Le sonorità più estreme si fanno veicolo di un messaggio carico di tensione positiva: il quartetto “ecstatic black metal” di L.A. sorprende sovvertendo ogni cliché.
[ 21.07.2023 | blackgaze, black metal | The Flenser ]
“Ecstatic black metal”. Con questo meraviglioso ossimoro i losangelini Agriculture descrivono il proprio eponimo debutto su LP, pubblicato in luglio per The Flenser: un’etichetta già nota per aver lanciato artisti e band in grado di abbattere spartiacque e luoghi comuni legati a diversi generi musicali (vi abbiamo già recentemente parlato degli Sprain, ma potremmo annoverare anche Have A Nice Life, Chat Pile e Midwife, giusto per farvi qualche esempio).

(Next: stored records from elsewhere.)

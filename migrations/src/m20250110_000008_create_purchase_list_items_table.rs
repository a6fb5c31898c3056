use sea_orm_migration::prelude::*;

use super::m20250110_000002_create_stores_table::Stores;
use super::m20250110_000006_create_order_items_table::OrderItems;
use super::m20250110_000007_create_purchase_lists_table::PurchaseLists;

#[derive(DeriveMigrationName)]
pub struct Migration;

#[async_trait::async_trait]
impl MigrationTrait for Migration {
    async fn up(&self, manager: &SchemaManager) -> Result<(), DbErr> {
        manager
            .create_table(
                Table::create()
                    .table(PurchaseListItems::Table)
                    .if_not_exists()
                    .col(
                        ColumnDef::new(PurchaseListItems::ListItemId)
                            .integer()
                            .not_null()
                            .auto_increment()
                            .primary_key(),
                    )
                    .col(ColumnDef::new(PurchaseListItems::ListId).integer().not_null())
                    .col(ColumnDef::new(PurchaseListItems::ItemId).integer().not_null())
                    .col(ColumnDef::new(PurchaseListItems::StoreId).integer().not_null())
                    .col(
                        ColumnDef::new(PurchaseListItems::QuantityToPurchase)
                            .integer()
                            .not_null()
                            .default(1),
                    )
                    .col(
                        ColumnDef::new(PurchaseListItems::SequenceOrder)
                            .integer()
                            .not_null()
                            .default(0),
                    )
                    .col(
                        ColumnDef::new(PurchaseListItems::Status)
                            .string()
                            .not_null()
                            .default("pending"),
                    )
                    .col(
                        ColumnDef::new(PurchaseListItems::FailureReason)
                            .string()
                            .null(),
                    )
                    .foreign_key(
                        ForeignKey::create()
                            .name("fk_pli_list_id")
                            .from(PurchaseListItems::Table, PurchaseListItems::ListId)
                            .to(PurchaseLists::Table, PurchaseLists::ListId)
                            .on_delete(ForeignKeyAction::Cascade),
                    )
                    .foreign_key(
                        ForeignKey::create()
                            .name("fk_pli_item_id")
                            .from(PurchaseListItems::Table, PurchaseListItems::ItemId)
                            .to(OrderItems::Table, OrderItems::ItemId)
                            .on_delete(ForeignKeyAction::Cascade),
                    )
                    .foreign_key(
                        ForeignKey::create()
                            .name("fk_pli_store_id")
                            .from(PurchaseListItems::Table, PurchaseListItems::StoreId)
                            .to(Stores::Table, Stores::StoreId),
                    )
                    .to_owned(),
            )
            .await
    }

    async fn down(&self, manager: &SchemaManager) -> Result<(), DbErr> {
        manager
            .drop_table(Table::drop().table(PurchaseListItems::Table).to_owned())
            .await
    }
}

#[derive(DeriveIden)]
pub enum PurchaseListItems {
    Table,
    ListItemId,
    ListId,
    ItemId,
    StoreId,
    QuantityToPurchase,
    SequenceOrder,
    Status,
    FailureReason,
}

Mi basta la suddetta definizione e in un solo battito di ciglia mi rivedo adolescente, blindata nella mia stanza della vecchia casa in cui vivevo ancora con i miei genitori, con le mie inseparabili cuffie alle orecchie e ore ininterrotte di musica che, ne ero certa, la maggior parte dei miei compagni di classe non avrebbe mai apprezzato. Per me era “estatico” tutto ciò che in qualche modo riuscisse ad alienarmi da una realtà fatta di convenzioni, spirito di imitazione dei coetanei, incomprensibili mode passeggere, troppe sfumature di colore in un mondo che all’epoca preferivo di gran lunga vedere in bianco e nero.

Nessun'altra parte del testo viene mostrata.